The Reptile Room

In my second post on this blog I talked about the New Town of Edinburgh. After its main construction in the end of the 18th century, it was enlarged in stages. One architect who had the opportunity to make contributions to the New Town in the 19th century was John Lessles. He worked in particular with the western parts of the New Town. If you look on a map, this place is the more “innovative” parts of the district consisting of circles and the parts across the river.
John Lessles didn’t have any particular style in which he worked in. But as many others during the 19th century, he drew buildings in Gothic revival, both with Venetian Gothic influences, French and British Gothic. And the maybe most specific style for Edinburgh as he drew buildings was the Scots Baronial Style. This style is a part of the Gothic Revival, and mixes elements from Romanesque, Gothic, Renaissance and Baroque architecture.
And this style - actually - epitomizes the Victorian architecture of the 19th century!
This picture above is St Leonard’s Hall, built for Thomas Nelson in 1870. And it is buildings like these I cannot take my eyes off!


On the left side of the main entrance there’s this massive, five storey tower, and the small windows very much enhances this in a kind of romantic-Romanesque way. The three rows of dentals under the castellated roof-balcony with turrets, or bartizans in each corner really give a medieval feeling, and make me think of Henry Hobson Richardson’s architecture style: Richardsonian Romanesque! All these different kinds of windows, window sizes, gables, towers, different levels of storey dividers, bay windows, oriels, really make a picturesque impression, not to mention asymmetrical.
If we then focus on the backside, the bays with many windows are very 17th century Jacobean. Let’s say, Felbrigg Hall or Bank Hall, late renaissance. The extraordinary thing is that the building looks like it has, through the span of 600 years, been rebuilt and added too consistently – but this wouldn’t be any fun! How did the architect actually think when he drew the house?

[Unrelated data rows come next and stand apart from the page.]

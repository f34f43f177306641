use std::{
    error::Error,
    fmt::{Display, Formatter},
    path::PathBuf,
};

/// Result type used at the seams with external collaborators (catalogs, downloaders, regridders).
pub type LowResResult<T> = Result<T, Box<dyn Error + Send + Sync>>;

/**
 * Everything that can go wrong while matching products, pairing granules, or running one of the
 * orchestrator stages.
 *
 * Structural problems (`InvalidPattern`, `NoProductAvailable`, `MalformedIdentifier`) abort the
 * call that hit them. `UnmatchedGeolocation` and `LoadFailure` describe a single granule or tuple
 * and are reported next to the results of the rest of the batch.
 */
#[derive(Debug)]
pub enum LowResError {
    /// No patterns given, an empty pattern, or a pattern that is not a valid glob.
    InvalidPattern(String),
    /// The product patterns did not match anything in the registry.
    NoProductAvailable(String),
    /// A data link did not follow the file naming convention of its product family.
    MalformedIdentifier { link: String, expected: &'static str },
    /// A spectral granule without a geolocation granule carrying the same timestamp key.
    UnmatchedGeolocation { key: String, granule: String },
    /// Building the grid for one local file tuple failed.
    LoadFailure { index: usize, msg: String },
    /// The catalog search failed for a product id.
    Catalog { product_id: String, msg: String },
    /// The download batch failed as a whole.
    Download(String),
    /// The downloader returned a different number of files than links it was handed.
    DownloadCountMismatch { expected: usize, actual: usize },
    /// An archive could not be extracted.
    Extraction { path: PathBuf, msg: String },
    /// A bounding box that is out of range or has its corners swapped.
    InvalidBoundingBox(String),
    /// An orchestrator stage was called before the stage it depends on.
    NotReady(&'static str),
}

impl Display for LowResError {
    fn fmt(&self, f: &mut Formatter) -> Result<(), std::fmt::Error> {
        use LowResError::*;

        match self {
            InvalidPattern(msg) => write!(f, "invalid product pattern: {}", msg),
            NoProductAvailable(patterns) => {
                write!(f, "`{}` not available for lowres loaders", patterns)
            }
            MalformedIdentifier { link, expected } => {
                write!(f, "malformed granule link `{}`, expected {}", link, expected)
            }
            UnmatchedGeolocation { key, granule } => write!(
                f,
                "no geolocation granule found for {} at timestamp {}",
                granule, key
            ),
            LoadFailure { index, msg } => write!(f, "loading tuple {} failed: {}", index, msg),
            Catalog { product_id, msg } => {
                write!(f, "catalog search for {} failed: {}", product_id, msg)
            }
            Download(msg) => write!(f, "download failed: {}", msg),
            DownloadCountMismatch { expected, actual } => write!(
                f,
                "downloader returned {} files for {} links",
                actual, expected
            ),
            Extraction { path, msg } => {
                write!(f, "error extracting {}: {}", path.display(), msg)
            }
            InvalidBoundingBox(msg) => write!(f, "invalid bounding box: {}", msg),
            NotReady(msg) => write!(f, "{}", msg),
        }
    }
}

impl Error for LowResError {}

Architect -“… a new roof on this part, and let’s put a bigger tower here but save the little turret anyway, and let’s build a new dining room here, smack up some windows there…”

-“But I want a balcony!”
Architect -“the balcony we can fit in here, and then we can put another one over there – without a door because no one will use it. And then we have to keep in mind that the sun raises over there, so a window is needed here, and if we have a library there the drawing room where you sit and read all day has to be next to it, with two bay windows so that there will always be enough light…”
Architect -“the kitchen we can place here!
-“But I don’t want the servants running through here!”
Architect -“the kitchen… the kitchen… I have to put it in the outskirts of the building, because otherwise everything will smell of raw meat… a third staircase for the servants to go from the attic, where they live, to the kitchen cupboard. And from this room to this room we put a door for ventilation and from the landing on the stairs half way up to the first floor we put a door and build another smaller storey…”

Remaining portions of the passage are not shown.